- What this task involves -
Start at the first line of the material. Repeat each line exactly through the one containing "const BOLD_DELIMITER: &str", then stop.

- Records supplied -
//! Rewrites model output into the line convention the downstream consumer reads.
//!
//! Each line gets the first rule that matches:
//!
//! 1. `**Label**` becomes `Label:`
//! 2. `- Source: ...` becomes `Source: ...`
//! 3. anything else is kept as-is
//!
//! The heading match is exact: `**Label**  ` with trailing spaces is not a
//! heading and passes through untouched.

use crate::domain::model::TextDocument;
use std::borrow::Cow;

const BOLD_DELIMITER: &str = "**";
const BULLET_SOURCE_PREFIX: &str = "- Source:";
const SOURCE_PREFIX: &str = "Source:";

#[derive(Debug, Clone, Copy, PartialEq, Eq)]
pub enum LineRule {
    Heading,
    Source,
    Passthrough,
}

pub fn classify_line(line: &str) -> LineRule {
    if line.starts_with(BOLD_DELIMITER) && line.ends_with(BOLD_DELIMITER) {
        LineRule::Heading
    } else if line.starts_with(BULLET_SOURCE_PREFIX) {
        LineRule::Source
    } else {
        LineRule::Passthrough
    }
}

pub fn format_line(line: &str) -> Cow<'_, str> {
    match classify_line(line) {
        // 去掉兩端所有的 '*'，因此 "***Gold***" 也會變成 "Gold:"
        LineRule::Heading => Cow::Owned(format!("{}:", line.trim_matches('*'))),
        LineRule::Source => Cow::Owned(format!(
            "{}{}",
            SOURCE_PREFIX,
            &line[BULLET_SOURCE_PREFIX.len()..]
        )),
        LineRule::Passthrough => Cow::Borrowed(line),
    }
}

pub fn format_document(text: &str) -> TextDocument {
    let lines = text
        .trim()
        .split('\n')
        .map(|line| format_line(line).into_owned())
        .collect();

    TextDocument::new(lines)
}

pub fn clean_response(text: &str) -> String {
    format_document(text).render()
}
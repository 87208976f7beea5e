use tracing_subscriber::{layer::SubscriberExt, util::SubscriberInitExt, EnvFilter};

fn default_filter(verbose: bool) -> EnvFilter {
    EnvFilter::try_from_default_env().unwrap_or_else(|_| {
        if verbose {
            EnvFilter::new("market_news_etl=debug,info")
        } else {
            EnvFilter::new("market_news_etl=info")
        }
    })
}

pub fn init_cli_logger(verbose: bool) {
    tracing_subscriber::registry()
        .with(default_filter(verbose))
        .with(
            tracing_subscriber::fmt::layer()
                .with_target(false)
                .with_thread_ids(false)
                .with_file(false)
                .with_line_number(false)
                .compact(),
        )
        .init();
}

/// JSON 格式的日誌，方便交給下游的日誌收集器
pub fn init_json_logger(verbose: bool) {
    tracing_subscriber::registry()
        .with(default_filter(verbose))
        .with(
            tracing_subscriber::fmt::layer()
                .with_target(false)
                .with_thread_ids(false)
                .with_file(false)
                .with_line_number(false)
                .json(),
        )
        .init();
}

pub fn init_logger(verbose: bool, json: bool) {
    if json {
        init_json_logger(verbose);
    } else {
        init_cli_logger(verbose);
    }
}
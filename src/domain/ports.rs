use crate::domain::model::{LoadReport, RawCompletion, TextDocument};
use crate::utils::error::Result;
use async_trait::async_trait;

pub trait Storage: Send + Sync {
    fn read_file(&self, path: &str) -> impl std::future::Future<Output = Result<Vec<u8>>> + Send;
    fn write_file(
        &self,
        path: &str,
        data: &[u8],
    ) -> impl std::future::Future<Output = Result<()>> + Send;
    /// 檔案在此儲存體中的完整位置，用於回報輸出路徑
    fn location(&self, path: &str) -> String;
}

pub trait ConfigProvider: Send + Sync {
    fn api_base(&self) -> &str;
    fn model(&self) -> &str;
    fn output_dir(&self) -> &str;
    fn output_file(&self) -> &str;
}

/// Upstream text generation service.
#[async_trait]
pub trait TextGenerator: Send + Sync {
    async fn generate(&self, prompt: &str) -> Result<RawCompletion>;
}

#[async_trait]
pub trait Pipeline: Send + Sync {
    async fn extract(&self) -> Result<RawCompletion>;
    async fn transform(&self, raw: RawCompletion) -> Result<TextDocument>;
    async fn load(&self, document: TextDocument) -> Result<LoadReport>;
}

- Written answer -
//! Rewrites model output into the line convention the downstream consumer reads.
//!
//! Each line gets the first rule that matches:
//!
//! 1. `**Label**` becomes `Label:`
//! 2. `- Source: ...` becomes `Source: ...`
//! 3. anything else is kept as-is
//!
//! The heading match is exact: `**Label**  ` with trailing spaces is not a
//! heading and passes through untouched.

use crate::domain::model::TextDocument;
use std::borrow::Cow;

const BOLD_DELIMITER: &str = "**";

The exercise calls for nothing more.